The foodborne zoonotic pathogen Shiga toxin (Stx)–producing Escherichia coli (STEC) is responsible for human diseases ranging from uncomplicated diarrhea to the life-threatening hemolytic-uremic syndrome (HUS) (1). Stx production is the most determining virulence factor implicated in HUS, and the intimin, encoded by eae, is the most common adherence factor in HUS-associated STEC (1). Stx2d is a Stx2 variant in which cytotoxicity is increased (from 35- to 350-fold) by the action of elastase in intestinal mucus (2). This mucus-enhanced toxicity is termed “activation,” and activatable Stx2d proteins are designated Stx2dact. Stx2dact production and Stx2dact genotype (stx2d) have been associated primarily with eae-negative STEC and considered a predictor for severe clinical outcome in such infections (3).
All STEC strains received or isolated in the Reference and Research Laboratory of Food and Waterborne Bacterial Infections (Majadahonda, Spain) are routinely tested for stx1 and stx2 subtypes by a PCR subtyping method (4). For serotyping, O antigen is identified with both commercial antiserum and PCR (5), and H antigen is identified by PCR amplification of the fliC gene (6) and further sequencing of the PCR product. During 2012–2016, stx2d was identified in 7 (3%) of 236 STEC strains isolated from patients with HUS and/or diarrhea in Spain (193 eae-positive and 43 eae-negative strains). Six were eae-negative non-O157 STEC belonging to serotypes O73:H18 (2 strains), O91:H21, O148:H8, O181:H49, and ONT:H21. Strikingly, the other stx2d-positive strain identified (CNM-2140/12) belonged to serotype O157:H7 and contained stx2d in combination with stx2c, apart from eae. The strain had been isolated from a 2-year-old boy with bloody diarrhea in July 2012, and it fermented sorbitol after overnight incubation on sorbitol MacConkey agar (Becton Dickinson, Sparks, MD, USA). We confirmed Stx2 production using the enzyme immunoassay kit SHIGA TOXIN QUIK CHEK (TechLab, Blacksburg, VA, USA). The activatable property of the toxin was confirmed by partial sequencing of the stx2 gene (4), analysis of the resulting nucleotide sequence by comparison with the published stx2 reference sequences, and comparison of the resulting amino acid sequences. The nucleotide sequence of stx2d (GenBank accession no. MF094370) was 100% identical to that of strain 06–5231 (O55:H7, GenBank accession no. EF584538). The sequence was translated to amino acids (Technical Appendix Figure), and the activatable property of Stx2d was confirmed with the combined presence of the “activatable tail,” the last 10 aa in the C-terminal end of the A subunit (KSQSLYTTGE), and the END motif at position 14–16 in the N-terminal end of the B subunit (4). Stx-associated bacteriophage insertion sites genotyping was performed (7). According to the Stx-associated bacteriophage insertion genotype nomenclature proposed by Shringi et al. (8), the strain belonged to the SY2c genotype; both sbcB and yehV loci were occupied, the former with a Stx2c-associated bacteriophage, plus the additional insertion of the Stx2d-associated bacteriophage within the yecE locus, as recently reported for stx2d-positive STEC O26:H11 (7).
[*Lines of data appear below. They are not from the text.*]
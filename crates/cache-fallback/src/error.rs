//! Error types for the fallback connection.

use cache_fallback_core::{BackendError, Origin, SegmentNameError};
use std::time::Duration;
use thiserror::Error;

/// Errors raised while building a [`FallbackConnection`](crate::FallbackConnection).
///
/// These are fatal and never retried.
#[derive(Debug, Error)]
pub enum ConfigError {
    /// No primary engine was configured.
    #[error("must set a primary engine")]
    MissingPrimary,

    /// No secondary engine was configured.
    #[error("must set a secondary engine")]
    MissingSecondary,

    /// An engine factory rejected its options.
    #[error("{role} engine rejected its options: {source}")]
    Engine {
        /// Which engine failed.
        role: Origin,
        /// The factory's error.
        #[source]
        source: BackendError,
    },

    /// The primary timeout was zero.
    #[error("primary timeout must be greater than zero")]
    ZeroTimeout,

    /// The recovery delay was zero.
    #[error("recovery delay must be greater than zero")]
    ZeroRecoveryDelay,
}

/// Errors returned by [`FallbackConnection`](crate::FallbackConnection) operations.
///
/// Callers of `get`, `set` and `delete` only ever see [`Validation`](Self::Validation)
/// or [`Disconnected`](Self::Disconnected): primary timeouts and primary
/// backend errors are absorbed by falling back to the secondary, and are
/// reported through events instead.
#[derive(Debug, Error)]
pub enum CacheError {
    /// The connection could not be configured.
    #[error("configuration error: {0}")]
    Configuration(#[from] ConfigError),

    /// The key's segment name was rejected before any backend was called.
    #[error("invalid segment name: {0}")]
    Validation(#[from] SegmentNameError),

    /// The primary exceeded its configured timeout.
    #[error("primary timed out after {timeout:?}")]
    Timeout {
        /// The configured bound.
        timeout: Duration,
    },

    /// A backend rejected an operation.
    #[error("backend error: {0}")]
    Backend(#[from] BackendError),

    /// A backend failed to start or stop.
    #[error("failed to {action} {role} backend: {source}")]
    Lifecycle {
        /// Which backend failed.
        role: Origin,
        /// `"start"` or `"stop"`.
        action: &'static str,
        /// The backend's error.
        #[source]
        source: BackendError,
    },

    /// No backend could serve the operation.
    ///
    /// The source is the secondary's error, verbatim, or
    /// [`BackendError::NotStarted`] when the connection itself is not started.
    #[error("disconnected: no cache backend available")]
    Disconnected {
        /// The secondary's error, or `NotStarted`.
        #[source]
        source: BackendError,
    },
}

impl CacheError {
    /// Returns true if both backends were unavailable.
    pub fn is_disconnected(&self) -> bool {
        matches!(self, Self::Disconnected { .. })
    }

    /// Returns true if the key was rejected by validation.
    pub fn is_validation(&self) -> bool {
        matches!(self, Self::Validation(_))
    }

    /// Returns true if this is a primary timeout.
    pub fn is_timeout(&self) -> bool {
        matches!(self, Self::Timeout { .. })
    }
}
To confirm the genotypic traits mentioned earlier, we sequenced the strain using an Illumina NextSeq 500 next-generation sequencer system (Illumina, San Diego, CA, USA). We extracted DNA using a QIAamp DNA Mini Kit (QIAGEN, Hilden, Germany) and generated a genomic DNA paired-end library using a Nextera XT DNA Sample Preparation Kit (Illumina). A total of 1,371,617,258 bp were obtained, providing ≈250-fold coverage and 9,083,558 reads. The sequencing reads have been deposited in the SRA-NCBI public sequence repository (accession no. SRP107062). From the raw whole-genome sequence data, we confirmed serotype O157:H7 using SerotypeFinder; investigated the virulence gene profile, including stx subtypes, using VirulenceFinder (Table); and identified acquired antimicrobial resistance genes using ResFinder (all publicly available on the Center for Genomic Epidemiology server, https://cge.cbs.dtu.dk//services/all.php). In addition, we detected mutations in the quinolone resistance–determining regions of the gyrA and parC genes in silico on the whole-genome sequence, and no acquired antimicrobial resistance gene or mutation conferring quinolone resistance were identified.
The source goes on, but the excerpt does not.